[Information shown]:
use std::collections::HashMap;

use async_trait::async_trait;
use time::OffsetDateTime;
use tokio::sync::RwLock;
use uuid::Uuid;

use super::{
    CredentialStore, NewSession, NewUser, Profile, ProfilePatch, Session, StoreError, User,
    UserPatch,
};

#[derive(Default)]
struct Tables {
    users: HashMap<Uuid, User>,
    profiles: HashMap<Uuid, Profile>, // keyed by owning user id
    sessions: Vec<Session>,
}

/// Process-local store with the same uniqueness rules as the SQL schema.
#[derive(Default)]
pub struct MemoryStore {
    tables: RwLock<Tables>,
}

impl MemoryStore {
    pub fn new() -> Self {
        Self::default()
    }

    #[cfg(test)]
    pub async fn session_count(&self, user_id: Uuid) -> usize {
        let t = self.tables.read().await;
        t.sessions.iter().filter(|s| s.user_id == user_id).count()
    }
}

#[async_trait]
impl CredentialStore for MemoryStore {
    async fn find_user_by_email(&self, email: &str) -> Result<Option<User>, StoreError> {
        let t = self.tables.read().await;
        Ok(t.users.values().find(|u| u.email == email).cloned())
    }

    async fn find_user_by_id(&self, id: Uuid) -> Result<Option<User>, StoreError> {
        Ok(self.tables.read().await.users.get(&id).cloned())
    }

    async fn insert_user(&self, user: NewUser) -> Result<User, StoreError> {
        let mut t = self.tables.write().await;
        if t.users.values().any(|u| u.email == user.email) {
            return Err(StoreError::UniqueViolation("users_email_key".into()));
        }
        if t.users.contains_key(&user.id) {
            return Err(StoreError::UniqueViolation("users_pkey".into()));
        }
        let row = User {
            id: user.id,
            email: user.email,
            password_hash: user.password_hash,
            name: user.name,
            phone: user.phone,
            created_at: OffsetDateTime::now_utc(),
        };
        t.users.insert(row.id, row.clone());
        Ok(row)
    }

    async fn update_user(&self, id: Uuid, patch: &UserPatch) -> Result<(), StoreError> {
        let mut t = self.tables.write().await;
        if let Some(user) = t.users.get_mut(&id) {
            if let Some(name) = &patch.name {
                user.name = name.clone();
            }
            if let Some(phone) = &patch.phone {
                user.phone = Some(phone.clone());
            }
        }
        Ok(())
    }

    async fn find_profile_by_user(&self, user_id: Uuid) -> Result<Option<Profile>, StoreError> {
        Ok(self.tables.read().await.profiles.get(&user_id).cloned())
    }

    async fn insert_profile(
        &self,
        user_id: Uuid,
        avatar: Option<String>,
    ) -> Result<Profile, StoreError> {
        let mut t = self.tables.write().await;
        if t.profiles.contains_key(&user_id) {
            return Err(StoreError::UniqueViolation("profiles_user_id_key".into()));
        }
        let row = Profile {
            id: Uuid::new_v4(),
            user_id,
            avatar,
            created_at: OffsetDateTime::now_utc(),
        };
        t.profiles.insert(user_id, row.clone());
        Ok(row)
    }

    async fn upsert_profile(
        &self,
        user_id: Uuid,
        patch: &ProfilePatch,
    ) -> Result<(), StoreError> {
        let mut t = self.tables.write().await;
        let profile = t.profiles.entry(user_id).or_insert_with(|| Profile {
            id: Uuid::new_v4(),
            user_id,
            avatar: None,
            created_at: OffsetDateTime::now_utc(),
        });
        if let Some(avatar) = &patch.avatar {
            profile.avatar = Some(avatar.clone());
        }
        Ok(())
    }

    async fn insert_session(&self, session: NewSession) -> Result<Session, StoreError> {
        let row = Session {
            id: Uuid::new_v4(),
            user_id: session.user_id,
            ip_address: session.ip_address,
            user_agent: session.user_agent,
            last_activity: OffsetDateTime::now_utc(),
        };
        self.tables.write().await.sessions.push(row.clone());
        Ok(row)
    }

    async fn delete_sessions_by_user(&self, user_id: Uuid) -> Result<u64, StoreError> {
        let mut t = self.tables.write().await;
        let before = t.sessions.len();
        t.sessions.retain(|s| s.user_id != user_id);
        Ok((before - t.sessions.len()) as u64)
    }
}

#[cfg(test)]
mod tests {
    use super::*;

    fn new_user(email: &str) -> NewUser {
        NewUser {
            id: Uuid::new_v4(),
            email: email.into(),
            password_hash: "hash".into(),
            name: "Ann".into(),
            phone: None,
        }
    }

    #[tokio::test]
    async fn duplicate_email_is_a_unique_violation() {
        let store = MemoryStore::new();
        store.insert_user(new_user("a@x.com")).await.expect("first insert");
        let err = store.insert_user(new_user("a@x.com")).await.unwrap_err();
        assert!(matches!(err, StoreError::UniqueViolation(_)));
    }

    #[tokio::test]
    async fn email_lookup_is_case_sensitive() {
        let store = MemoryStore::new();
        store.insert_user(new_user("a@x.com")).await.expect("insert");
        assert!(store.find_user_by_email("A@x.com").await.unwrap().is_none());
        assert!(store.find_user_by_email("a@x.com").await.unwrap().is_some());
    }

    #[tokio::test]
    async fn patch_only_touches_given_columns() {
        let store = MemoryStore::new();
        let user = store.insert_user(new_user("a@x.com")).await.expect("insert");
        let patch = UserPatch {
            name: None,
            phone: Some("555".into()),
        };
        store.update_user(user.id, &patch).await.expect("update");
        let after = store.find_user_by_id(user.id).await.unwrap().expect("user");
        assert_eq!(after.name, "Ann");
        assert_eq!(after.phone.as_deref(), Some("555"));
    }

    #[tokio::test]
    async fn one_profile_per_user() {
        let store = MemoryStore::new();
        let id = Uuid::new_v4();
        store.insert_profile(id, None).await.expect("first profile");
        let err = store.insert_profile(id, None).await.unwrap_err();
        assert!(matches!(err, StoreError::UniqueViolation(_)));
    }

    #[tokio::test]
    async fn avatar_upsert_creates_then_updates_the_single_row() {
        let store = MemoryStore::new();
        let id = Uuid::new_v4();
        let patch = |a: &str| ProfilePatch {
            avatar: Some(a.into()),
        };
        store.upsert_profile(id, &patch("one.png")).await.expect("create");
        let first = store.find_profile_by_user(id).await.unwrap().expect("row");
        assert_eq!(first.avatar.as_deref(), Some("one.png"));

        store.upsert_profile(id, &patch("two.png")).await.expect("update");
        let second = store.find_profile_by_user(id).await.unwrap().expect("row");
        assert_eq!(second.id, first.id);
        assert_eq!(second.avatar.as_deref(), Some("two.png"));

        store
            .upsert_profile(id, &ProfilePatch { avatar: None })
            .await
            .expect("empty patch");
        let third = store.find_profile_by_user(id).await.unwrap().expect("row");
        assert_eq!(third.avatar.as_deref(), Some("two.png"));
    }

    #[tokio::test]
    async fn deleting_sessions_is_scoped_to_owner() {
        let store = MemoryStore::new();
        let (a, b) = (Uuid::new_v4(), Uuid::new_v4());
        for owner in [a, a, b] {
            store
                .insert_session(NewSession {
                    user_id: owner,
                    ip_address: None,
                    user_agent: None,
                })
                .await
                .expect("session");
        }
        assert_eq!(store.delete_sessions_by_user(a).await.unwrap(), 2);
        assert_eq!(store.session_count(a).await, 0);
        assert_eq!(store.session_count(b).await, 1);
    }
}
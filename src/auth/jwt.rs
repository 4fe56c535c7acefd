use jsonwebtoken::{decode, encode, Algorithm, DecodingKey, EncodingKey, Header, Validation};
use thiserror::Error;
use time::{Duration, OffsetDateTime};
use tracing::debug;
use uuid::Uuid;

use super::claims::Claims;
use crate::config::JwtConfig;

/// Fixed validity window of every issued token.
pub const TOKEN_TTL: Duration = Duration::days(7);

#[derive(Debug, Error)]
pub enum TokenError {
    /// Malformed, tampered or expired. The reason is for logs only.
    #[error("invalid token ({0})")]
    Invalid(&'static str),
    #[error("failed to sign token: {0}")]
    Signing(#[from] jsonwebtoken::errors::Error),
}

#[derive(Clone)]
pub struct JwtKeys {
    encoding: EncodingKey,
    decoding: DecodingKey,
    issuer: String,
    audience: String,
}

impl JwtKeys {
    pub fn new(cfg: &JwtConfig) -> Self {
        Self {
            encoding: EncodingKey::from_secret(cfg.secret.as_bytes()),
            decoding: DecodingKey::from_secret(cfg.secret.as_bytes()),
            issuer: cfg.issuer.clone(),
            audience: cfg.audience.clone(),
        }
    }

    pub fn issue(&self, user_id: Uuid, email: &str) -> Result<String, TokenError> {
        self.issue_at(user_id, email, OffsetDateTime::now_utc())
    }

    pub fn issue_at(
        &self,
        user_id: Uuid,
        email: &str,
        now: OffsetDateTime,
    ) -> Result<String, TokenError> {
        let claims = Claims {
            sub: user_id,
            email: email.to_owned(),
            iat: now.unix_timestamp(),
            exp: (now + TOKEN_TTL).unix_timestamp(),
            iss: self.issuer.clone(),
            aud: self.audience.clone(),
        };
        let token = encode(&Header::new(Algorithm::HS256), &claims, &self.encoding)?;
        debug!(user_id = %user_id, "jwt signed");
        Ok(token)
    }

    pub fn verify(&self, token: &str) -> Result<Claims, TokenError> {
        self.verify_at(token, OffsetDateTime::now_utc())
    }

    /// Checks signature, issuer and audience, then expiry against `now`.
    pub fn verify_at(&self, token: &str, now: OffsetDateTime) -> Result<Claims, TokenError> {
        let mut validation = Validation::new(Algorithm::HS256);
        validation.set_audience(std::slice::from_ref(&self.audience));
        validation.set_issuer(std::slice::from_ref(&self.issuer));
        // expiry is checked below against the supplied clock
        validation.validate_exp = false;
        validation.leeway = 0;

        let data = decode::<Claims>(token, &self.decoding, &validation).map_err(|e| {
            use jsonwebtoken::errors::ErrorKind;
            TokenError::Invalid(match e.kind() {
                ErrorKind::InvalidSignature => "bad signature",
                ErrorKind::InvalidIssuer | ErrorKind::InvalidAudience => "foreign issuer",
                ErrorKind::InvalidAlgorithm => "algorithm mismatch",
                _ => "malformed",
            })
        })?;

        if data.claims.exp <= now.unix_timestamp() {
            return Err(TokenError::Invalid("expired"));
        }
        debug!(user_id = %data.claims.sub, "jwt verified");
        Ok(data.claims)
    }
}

[The task]:
Where a line of the entries above holds the word "UserPatch", return that line.

[Result for this task]:
    UserPatch,
    async fn update_user(&self, id: Uuid, patch: &UserPatch) -> Result<(), StoreError> {
        let patch = UserPatch {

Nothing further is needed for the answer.